--- Problem to work on ---
Print the listing once more, exactly as written.

[Start of Attachment]

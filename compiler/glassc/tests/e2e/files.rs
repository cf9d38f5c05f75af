//! The file I/O builtins against a temporary directory.

use glass_eval::EvalErrorKind;
use glassc::{DriverError, RunOptions};
use pretty_assertions::assert_eq;

use crate::common::Project;

fn with_args(args: &[&std::path::Path]) -> RunOptions {
    RunOptions {
        args: args
            .iter()
            .map(|p| p.as_os_str().as_encoded_bytes().to_vec())
            .collect(),
        ..RunOptions::default()
    }
}

#[test]
fn write_then_read_back() {
    let source = r#"
        {M[m
            (_i)I!(_o)O!
            (_i)a.?(_path)=

            (_path)*(_o)f.?(_out)=
            "first line\n"(_out)*(_o)(of).?
            <42>(_out)*(_o)(onf).?
            (_out)*(_o)(fc).?

            (_path)*(_i)f.?(_in)=
            (_in)*(_i)(lf).?(_o)o.?
            (_in)*(_i)(cf).?(_o)o.?
            (_in)*(_i)(ef).?(_o)(on).?
            (_in)*(_i)(cf).?(_o)o.?
            (_in)*(_i)(ef).?(_o)(on).?
            (_in)*(_i)(fc).?
            (_in)*(_i)(fo).?(_o)(on).?
        ]}"#;
    let project = Project::new().file("io.glass", source);
    let data = project.path("data.txt");
    let out = project.run_with(&with_args(&[data.as_path()]), "").ok();
    assert_eq!(out, "first line\n40210");
    assert_eq!(std::fs::read_to_string(&data).unwrap(), "first line\n42");
}

#[test]
fn unopened_input_file_fails_on_read() {
    let source = r#"
        {M[m
            (_i)I!(_o)O!
            (_i)a.?(_i)f.?(_f)=
            (_f)*(_i)(fo).?(_o)(on).?
            (_f)*(_i)(lf).?
        ]}"#;
    let project = Project::new().file("missing.glass", source);
    let outcome = project.run_with(&with_args(&[project.path("absent.txt").as_path()]), "");
    assert_eq!(outcome.stdout, "0");
    let DriverError::Eval(err) = outcome.err() else {
        panic!("expected a runtime error");
    };
    assert!(matches!(err.kind, EvalErrorKind::Io { .. }), "{err}");
}

#[test]
fn output_file_on_a_directory_is_closed() {
    let source = r#"
        {M[m
            (_i)I!(_o)O!
            (_i)a.?(_o)f.?(_f)=
            (_f)*(_o)(fo).?(_o)(on).?
            (_f)*(_o)(fc).?
        ]}"#;
    let project = Project::new().file("dir.glass", source);
    let dir = project.path("");
    let out = project.run_with(&with_args(&[dir.as_path()]), "").ok();
    assert_eq!(out, "0");
}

[End of Attachment]

--- Written solution ---
filename compiler/glassc/tests/e2e/files.rs
repository cf9d38f5c05f75af
//! The file I/O builtins against a temporary directory.

use glass_eval::EvalErrorKind;
use glassc::{DriverError, RunOptions};
use pretty_assertions::assert_eq;

use crate::common::Project;

fn with_args(args: &[&std::path::Path]) -> RunOptions {
    RunOptions {
        args: args
            .iter()
            .map(|p| p.as_os_str().as_encoded_bytes().to_vec())
            .collect(),
        ..RunOptions::default()
    }
}

#[test]
fn write_then_read_back() {
    let source = r#"
        {M[m
            (_i)I!(_o)O!
            (_i)a.?(_path)=

            (_path)*(_o)f.?(_out)=
            "first line\n"(_out)*(_o)(of).?
            <42>(_out)*(_o)(onf).?
            (_out)*(_o)(fc).?

            (_path)*(_i)f.?(_in)=
            (_in)*(_i)(lf).?(_o)o.?
            (_in)*(_i)(cf).?(_o)o.?
            (_in)*(_i)(ef).?(_o)(on).?
            (_in)*(_i)(cf).?(_o)o.?
            (_in)*(_i)(ef).?(_o)(on).?
            (_in)*(_i)(fc).?
            (_in)*(_i)(fo).?(_o)(on).?
        ]}"#;
    let project = Project::new().file("io.glass", source);
    let data = project.path("data.txt");
    let out = project.run_with(&with_args(&[data.as_path()]), "").ok();
    assert_eq!(out, "first line\n40210");
    assert_eq!(std::fs::read_to_string(&data).unwrap(), "first line\n42");
}

#[test]
fn unopened_input_file_fails_on_read() {
    let source = r#"
        {M[m
            (_i)I!(_o)O!
            (_i)a.?(_i)f.?(_f)=
            (_f)*(_i)(fo).?(_o)(on).?
            (_f)*(_i)(lf).?
        ]}"#;
    let project = Project::new().file("missing.glass", source);
    let outcome = project.run_with(&with_args(&[project.path("absent.txt").as_path()]), "");
    assert_eq!(outcome.stdout, "0");
    let DriverError::Eval(err) = outcome.err() else {
        panic!("expected a runtime error");
    };
    assert!(matches!(err.kind, EvalErrorKind::Io { .. }), "{err}");
}

#[test]
fn output_file_on_a_directory_is_closed() {
    let source = r#"
        {M[m
            (_i)I!(_o)O!
            (_i)a.?(_o)f.?(_f)=
            (_f)*(_o)(fo).?(_o)(on).?
            (_f)*(_o)(fc).?
        ]}"#;
    let project = Project::new().file("dir.glass", source);
    let dir = project.path("");
    let out = project.run_with(&with_args(&[dir.as_path()]), "").ok();
    assert_eq!(out, "0");
}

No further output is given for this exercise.